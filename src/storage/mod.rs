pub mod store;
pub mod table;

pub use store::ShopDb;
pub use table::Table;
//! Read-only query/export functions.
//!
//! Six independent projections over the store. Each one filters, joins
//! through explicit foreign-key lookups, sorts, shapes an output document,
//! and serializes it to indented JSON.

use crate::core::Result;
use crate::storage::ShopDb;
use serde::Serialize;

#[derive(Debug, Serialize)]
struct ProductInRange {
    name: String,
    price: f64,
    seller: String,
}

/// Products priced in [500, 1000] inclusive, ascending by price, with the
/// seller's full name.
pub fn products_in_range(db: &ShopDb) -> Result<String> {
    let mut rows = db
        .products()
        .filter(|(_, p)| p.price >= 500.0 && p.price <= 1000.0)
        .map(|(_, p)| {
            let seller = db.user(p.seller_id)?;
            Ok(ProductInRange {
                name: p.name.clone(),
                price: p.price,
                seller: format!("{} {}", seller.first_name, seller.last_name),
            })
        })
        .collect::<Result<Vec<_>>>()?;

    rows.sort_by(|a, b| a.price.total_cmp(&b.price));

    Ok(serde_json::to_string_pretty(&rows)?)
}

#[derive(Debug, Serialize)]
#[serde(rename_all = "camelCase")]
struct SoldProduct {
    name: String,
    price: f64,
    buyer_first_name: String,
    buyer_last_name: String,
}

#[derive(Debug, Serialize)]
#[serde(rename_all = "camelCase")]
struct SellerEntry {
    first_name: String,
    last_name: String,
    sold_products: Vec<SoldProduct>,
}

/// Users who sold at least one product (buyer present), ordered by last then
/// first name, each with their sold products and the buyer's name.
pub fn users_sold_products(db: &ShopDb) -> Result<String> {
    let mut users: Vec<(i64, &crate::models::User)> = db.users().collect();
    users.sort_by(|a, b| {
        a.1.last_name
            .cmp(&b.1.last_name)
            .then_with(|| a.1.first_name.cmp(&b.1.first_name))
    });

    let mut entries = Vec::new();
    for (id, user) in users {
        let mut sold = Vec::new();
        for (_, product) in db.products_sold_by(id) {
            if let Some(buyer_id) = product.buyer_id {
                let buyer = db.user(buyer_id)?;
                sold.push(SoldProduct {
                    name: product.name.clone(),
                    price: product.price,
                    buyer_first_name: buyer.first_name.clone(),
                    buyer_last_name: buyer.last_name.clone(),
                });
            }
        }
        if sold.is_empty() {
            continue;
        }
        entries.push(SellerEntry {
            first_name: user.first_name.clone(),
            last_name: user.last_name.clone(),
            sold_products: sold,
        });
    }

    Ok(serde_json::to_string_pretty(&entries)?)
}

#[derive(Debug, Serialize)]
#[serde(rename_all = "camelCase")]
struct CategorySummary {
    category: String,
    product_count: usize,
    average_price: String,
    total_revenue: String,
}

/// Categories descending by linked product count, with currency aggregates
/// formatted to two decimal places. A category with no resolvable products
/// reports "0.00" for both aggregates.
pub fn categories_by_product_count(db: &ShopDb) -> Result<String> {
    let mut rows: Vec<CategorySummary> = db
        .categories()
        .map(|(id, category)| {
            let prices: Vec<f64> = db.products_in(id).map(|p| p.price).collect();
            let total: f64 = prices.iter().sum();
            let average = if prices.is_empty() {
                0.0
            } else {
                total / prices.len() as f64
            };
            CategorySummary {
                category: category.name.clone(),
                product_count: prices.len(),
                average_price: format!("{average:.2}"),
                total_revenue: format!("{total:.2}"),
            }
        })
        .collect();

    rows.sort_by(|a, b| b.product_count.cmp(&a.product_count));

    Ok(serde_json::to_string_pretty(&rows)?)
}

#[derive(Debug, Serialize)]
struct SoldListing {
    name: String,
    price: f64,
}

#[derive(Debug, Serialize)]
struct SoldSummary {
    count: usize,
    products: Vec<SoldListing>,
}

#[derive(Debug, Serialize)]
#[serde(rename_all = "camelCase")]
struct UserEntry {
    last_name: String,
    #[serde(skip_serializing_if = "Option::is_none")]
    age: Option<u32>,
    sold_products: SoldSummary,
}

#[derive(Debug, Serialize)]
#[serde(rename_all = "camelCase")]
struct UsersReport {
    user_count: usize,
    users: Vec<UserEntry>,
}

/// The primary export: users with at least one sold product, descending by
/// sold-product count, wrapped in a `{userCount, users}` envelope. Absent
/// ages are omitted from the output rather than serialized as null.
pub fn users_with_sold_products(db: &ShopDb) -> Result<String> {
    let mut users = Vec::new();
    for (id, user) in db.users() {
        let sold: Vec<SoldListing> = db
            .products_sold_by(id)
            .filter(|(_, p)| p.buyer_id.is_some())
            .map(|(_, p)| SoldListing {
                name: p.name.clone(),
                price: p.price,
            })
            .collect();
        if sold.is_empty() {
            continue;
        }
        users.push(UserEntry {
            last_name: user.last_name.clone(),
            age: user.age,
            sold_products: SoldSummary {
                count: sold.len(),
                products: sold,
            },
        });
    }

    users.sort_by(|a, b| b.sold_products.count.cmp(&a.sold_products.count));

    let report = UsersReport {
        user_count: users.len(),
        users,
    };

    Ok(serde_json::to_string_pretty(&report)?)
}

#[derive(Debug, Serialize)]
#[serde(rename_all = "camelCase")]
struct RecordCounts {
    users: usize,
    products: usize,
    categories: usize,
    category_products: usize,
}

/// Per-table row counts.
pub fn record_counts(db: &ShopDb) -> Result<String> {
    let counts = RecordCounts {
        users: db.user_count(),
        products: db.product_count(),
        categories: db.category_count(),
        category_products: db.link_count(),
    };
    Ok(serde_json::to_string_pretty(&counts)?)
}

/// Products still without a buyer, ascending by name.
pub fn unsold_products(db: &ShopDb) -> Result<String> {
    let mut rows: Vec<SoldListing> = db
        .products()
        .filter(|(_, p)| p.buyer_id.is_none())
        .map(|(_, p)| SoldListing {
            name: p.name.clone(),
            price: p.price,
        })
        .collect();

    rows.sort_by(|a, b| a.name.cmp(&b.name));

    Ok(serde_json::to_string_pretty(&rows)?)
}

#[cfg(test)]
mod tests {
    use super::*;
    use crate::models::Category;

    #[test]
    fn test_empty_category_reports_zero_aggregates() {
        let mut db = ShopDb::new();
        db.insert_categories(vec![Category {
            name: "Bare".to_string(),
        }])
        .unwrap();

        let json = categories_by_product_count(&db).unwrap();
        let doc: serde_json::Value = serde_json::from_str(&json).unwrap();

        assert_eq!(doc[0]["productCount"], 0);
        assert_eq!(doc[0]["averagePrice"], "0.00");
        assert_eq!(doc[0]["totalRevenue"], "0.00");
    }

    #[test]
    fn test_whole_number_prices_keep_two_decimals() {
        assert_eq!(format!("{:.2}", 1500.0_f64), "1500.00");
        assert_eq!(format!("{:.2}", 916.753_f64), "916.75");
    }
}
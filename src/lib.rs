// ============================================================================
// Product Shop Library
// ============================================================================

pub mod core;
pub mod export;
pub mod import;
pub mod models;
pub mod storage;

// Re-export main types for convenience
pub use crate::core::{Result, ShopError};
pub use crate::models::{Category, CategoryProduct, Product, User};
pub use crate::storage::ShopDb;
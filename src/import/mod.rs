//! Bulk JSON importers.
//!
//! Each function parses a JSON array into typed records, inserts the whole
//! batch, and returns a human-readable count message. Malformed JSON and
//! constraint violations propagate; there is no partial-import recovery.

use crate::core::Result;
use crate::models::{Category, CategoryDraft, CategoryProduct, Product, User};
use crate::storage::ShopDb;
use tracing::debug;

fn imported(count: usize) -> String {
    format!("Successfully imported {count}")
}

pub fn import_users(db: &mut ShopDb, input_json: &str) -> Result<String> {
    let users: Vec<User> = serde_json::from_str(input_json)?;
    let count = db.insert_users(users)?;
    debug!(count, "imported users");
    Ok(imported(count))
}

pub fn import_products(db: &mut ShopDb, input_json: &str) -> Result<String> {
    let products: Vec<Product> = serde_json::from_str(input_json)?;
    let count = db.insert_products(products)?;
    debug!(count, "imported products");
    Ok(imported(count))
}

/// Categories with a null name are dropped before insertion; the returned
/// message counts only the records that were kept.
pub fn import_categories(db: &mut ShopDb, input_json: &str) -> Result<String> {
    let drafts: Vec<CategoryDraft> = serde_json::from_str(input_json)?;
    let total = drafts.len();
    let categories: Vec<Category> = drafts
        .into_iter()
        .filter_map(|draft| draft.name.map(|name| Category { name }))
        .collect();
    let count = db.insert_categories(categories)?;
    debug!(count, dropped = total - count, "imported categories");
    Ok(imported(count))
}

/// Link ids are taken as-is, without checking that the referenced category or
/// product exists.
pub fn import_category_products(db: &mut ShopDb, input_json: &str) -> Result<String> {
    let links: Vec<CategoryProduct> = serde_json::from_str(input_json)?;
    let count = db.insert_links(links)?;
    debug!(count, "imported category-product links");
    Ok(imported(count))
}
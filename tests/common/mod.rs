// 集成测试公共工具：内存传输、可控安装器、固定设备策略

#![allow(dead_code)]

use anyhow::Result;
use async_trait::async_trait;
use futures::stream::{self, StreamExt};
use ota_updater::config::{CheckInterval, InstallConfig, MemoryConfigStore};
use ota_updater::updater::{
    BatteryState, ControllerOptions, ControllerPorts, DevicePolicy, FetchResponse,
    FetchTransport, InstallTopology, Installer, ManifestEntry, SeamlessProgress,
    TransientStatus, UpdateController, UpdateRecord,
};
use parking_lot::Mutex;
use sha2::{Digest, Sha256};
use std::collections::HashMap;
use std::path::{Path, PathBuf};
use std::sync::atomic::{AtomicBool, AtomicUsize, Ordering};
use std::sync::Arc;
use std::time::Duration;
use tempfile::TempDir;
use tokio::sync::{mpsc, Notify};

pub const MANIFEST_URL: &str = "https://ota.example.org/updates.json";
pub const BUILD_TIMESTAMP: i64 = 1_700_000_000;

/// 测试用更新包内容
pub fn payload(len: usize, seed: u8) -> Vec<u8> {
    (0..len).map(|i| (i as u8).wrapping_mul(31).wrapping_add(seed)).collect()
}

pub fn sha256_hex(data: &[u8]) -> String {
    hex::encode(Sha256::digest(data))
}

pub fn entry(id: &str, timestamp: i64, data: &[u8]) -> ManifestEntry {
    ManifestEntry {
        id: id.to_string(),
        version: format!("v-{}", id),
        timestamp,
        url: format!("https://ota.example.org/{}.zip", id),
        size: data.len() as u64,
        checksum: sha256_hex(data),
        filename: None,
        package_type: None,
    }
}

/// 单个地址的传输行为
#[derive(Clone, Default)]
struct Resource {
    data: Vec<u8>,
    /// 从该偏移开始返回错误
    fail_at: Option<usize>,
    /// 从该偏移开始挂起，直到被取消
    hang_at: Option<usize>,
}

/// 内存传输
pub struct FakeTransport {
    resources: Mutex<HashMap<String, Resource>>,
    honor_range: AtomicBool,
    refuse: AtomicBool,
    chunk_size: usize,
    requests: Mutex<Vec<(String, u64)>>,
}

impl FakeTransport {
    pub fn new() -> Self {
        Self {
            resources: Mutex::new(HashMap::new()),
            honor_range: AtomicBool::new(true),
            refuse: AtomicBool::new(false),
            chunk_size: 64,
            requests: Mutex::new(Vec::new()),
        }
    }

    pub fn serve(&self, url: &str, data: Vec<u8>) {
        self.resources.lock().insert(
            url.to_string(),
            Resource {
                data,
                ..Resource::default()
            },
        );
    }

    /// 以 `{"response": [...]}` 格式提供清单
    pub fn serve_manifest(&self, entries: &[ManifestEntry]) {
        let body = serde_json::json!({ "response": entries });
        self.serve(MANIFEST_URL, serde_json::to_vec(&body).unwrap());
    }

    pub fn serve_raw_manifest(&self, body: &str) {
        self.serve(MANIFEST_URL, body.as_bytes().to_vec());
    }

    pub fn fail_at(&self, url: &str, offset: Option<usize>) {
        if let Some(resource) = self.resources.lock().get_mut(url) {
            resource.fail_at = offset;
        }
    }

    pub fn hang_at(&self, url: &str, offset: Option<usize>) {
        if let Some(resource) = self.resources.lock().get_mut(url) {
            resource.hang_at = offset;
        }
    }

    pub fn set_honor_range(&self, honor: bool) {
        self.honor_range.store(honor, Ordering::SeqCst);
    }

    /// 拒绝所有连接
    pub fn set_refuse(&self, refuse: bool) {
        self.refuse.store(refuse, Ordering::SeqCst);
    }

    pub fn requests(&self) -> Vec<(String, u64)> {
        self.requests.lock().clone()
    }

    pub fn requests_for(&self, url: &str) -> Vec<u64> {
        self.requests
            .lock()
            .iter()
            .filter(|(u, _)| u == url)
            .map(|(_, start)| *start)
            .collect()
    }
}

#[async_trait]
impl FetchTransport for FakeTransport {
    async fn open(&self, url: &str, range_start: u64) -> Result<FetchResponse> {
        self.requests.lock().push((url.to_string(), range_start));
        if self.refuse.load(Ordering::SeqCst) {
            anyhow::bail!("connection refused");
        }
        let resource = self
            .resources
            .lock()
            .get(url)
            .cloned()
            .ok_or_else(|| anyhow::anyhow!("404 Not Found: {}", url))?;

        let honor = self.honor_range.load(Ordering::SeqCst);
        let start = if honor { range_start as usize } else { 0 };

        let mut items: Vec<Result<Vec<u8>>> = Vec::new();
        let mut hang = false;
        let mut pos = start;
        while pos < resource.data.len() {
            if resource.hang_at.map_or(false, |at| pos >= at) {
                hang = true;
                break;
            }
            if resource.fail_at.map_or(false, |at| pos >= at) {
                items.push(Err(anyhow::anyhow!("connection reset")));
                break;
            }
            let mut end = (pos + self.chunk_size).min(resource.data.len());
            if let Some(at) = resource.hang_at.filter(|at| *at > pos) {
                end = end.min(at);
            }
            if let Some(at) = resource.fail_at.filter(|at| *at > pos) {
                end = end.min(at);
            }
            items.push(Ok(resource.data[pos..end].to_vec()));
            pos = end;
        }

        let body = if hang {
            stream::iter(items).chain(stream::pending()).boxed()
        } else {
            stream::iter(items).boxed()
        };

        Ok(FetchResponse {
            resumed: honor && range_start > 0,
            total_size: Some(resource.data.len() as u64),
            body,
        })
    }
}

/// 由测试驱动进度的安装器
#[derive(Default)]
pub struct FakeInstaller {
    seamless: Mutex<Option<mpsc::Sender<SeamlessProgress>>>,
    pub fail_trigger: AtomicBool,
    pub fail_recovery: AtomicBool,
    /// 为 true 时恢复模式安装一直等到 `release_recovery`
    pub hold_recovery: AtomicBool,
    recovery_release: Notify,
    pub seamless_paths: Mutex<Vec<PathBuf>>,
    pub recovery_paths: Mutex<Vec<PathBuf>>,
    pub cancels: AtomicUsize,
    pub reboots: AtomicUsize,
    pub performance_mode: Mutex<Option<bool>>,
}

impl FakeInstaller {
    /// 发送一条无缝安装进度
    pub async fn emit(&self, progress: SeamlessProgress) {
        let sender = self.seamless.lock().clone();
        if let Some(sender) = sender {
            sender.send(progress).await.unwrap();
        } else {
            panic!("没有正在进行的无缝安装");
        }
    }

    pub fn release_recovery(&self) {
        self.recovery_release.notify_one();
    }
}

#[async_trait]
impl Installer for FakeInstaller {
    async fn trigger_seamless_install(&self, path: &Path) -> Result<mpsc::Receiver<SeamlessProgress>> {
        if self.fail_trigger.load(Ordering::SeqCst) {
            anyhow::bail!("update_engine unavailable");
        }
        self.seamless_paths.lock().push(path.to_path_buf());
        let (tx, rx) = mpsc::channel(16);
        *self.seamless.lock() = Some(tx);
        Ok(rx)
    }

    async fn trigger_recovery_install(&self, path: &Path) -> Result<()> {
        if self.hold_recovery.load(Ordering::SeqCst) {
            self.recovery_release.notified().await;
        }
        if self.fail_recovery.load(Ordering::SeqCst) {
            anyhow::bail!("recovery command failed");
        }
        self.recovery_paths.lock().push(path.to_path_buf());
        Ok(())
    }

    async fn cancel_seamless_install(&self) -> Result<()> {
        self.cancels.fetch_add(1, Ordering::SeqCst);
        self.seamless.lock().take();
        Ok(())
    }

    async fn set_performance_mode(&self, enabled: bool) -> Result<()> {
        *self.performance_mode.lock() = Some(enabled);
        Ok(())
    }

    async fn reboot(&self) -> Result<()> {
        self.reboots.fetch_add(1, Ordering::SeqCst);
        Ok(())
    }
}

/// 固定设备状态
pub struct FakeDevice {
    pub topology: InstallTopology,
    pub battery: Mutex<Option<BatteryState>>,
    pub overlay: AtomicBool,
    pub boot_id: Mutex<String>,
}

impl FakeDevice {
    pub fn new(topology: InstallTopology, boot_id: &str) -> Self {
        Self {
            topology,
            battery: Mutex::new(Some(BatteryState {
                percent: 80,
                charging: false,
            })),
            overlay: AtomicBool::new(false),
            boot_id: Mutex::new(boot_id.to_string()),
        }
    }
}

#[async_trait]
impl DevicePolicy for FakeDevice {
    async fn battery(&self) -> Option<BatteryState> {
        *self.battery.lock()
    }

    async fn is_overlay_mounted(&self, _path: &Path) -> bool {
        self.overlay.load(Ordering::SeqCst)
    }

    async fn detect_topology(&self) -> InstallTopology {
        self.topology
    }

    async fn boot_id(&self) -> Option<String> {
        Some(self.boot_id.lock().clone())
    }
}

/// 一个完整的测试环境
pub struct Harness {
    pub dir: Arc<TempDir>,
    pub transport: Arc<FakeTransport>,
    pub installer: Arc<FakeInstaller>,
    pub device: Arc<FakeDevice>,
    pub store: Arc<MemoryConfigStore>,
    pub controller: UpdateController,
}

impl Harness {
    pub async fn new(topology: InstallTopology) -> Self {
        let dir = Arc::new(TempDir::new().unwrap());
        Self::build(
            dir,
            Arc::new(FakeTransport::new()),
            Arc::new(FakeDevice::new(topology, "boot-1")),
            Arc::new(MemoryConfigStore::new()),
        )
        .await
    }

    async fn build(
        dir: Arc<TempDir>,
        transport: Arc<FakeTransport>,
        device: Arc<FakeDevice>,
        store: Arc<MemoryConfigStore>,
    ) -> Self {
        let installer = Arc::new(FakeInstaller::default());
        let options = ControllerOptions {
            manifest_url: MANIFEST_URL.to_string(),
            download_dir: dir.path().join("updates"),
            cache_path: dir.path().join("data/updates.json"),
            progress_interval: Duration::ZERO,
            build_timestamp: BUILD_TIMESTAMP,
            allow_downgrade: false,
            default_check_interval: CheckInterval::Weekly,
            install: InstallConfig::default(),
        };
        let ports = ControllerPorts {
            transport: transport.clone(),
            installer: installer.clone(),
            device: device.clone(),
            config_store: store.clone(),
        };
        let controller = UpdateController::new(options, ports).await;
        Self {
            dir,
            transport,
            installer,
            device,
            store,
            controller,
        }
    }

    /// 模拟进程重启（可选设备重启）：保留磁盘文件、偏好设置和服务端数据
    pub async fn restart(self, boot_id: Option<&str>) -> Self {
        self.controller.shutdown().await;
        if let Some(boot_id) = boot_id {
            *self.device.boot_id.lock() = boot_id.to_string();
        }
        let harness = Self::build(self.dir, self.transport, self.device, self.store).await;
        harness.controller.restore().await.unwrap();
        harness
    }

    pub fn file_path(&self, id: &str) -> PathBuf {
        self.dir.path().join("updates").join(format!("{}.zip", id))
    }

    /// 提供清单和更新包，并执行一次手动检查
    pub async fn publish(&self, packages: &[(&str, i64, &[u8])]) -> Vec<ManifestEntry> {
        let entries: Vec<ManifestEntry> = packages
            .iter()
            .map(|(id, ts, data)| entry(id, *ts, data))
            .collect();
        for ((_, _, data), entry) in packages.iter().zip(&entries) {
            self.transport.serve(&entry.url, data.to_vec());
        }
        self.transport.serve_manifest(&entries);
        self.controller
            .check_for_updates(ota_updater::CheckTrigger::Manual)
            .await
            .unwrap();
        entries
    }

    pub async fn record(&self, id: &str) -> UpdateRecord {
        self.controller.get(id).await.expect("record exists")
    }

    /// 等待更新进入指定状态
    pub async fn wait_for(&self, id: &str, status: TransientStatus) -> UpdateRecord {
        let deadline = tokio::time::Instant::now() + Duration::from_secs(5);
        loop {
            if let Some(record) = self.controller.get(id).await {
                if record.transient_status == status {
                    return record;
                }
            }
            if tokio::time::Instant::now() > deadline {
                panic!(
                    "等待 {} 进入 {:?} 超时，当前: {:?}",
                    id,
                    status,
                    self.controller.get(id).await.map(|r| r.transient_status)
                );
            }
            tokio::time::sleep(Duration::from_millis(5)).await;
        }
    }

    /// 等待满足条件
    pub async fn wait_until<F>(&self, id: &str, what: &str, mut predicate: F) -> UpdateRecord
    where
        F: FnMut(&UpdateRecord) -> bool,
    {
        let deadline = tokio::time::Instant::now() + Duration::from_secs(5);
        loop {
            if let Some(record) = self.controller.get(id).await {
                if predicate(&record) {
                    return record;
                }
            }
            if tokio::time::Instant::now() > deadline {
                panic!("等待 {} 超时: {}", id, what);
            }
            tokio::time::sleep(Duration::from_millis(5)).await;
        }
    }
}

== Task objective ==
Which lines in the records above include the word "example"? Copy them out.

== Finished task ==
pub const MANIFEST_URL: &str = "https://ota.example.org/updates.json";
        url: format!("https://ota.example.org/{}.zip", id),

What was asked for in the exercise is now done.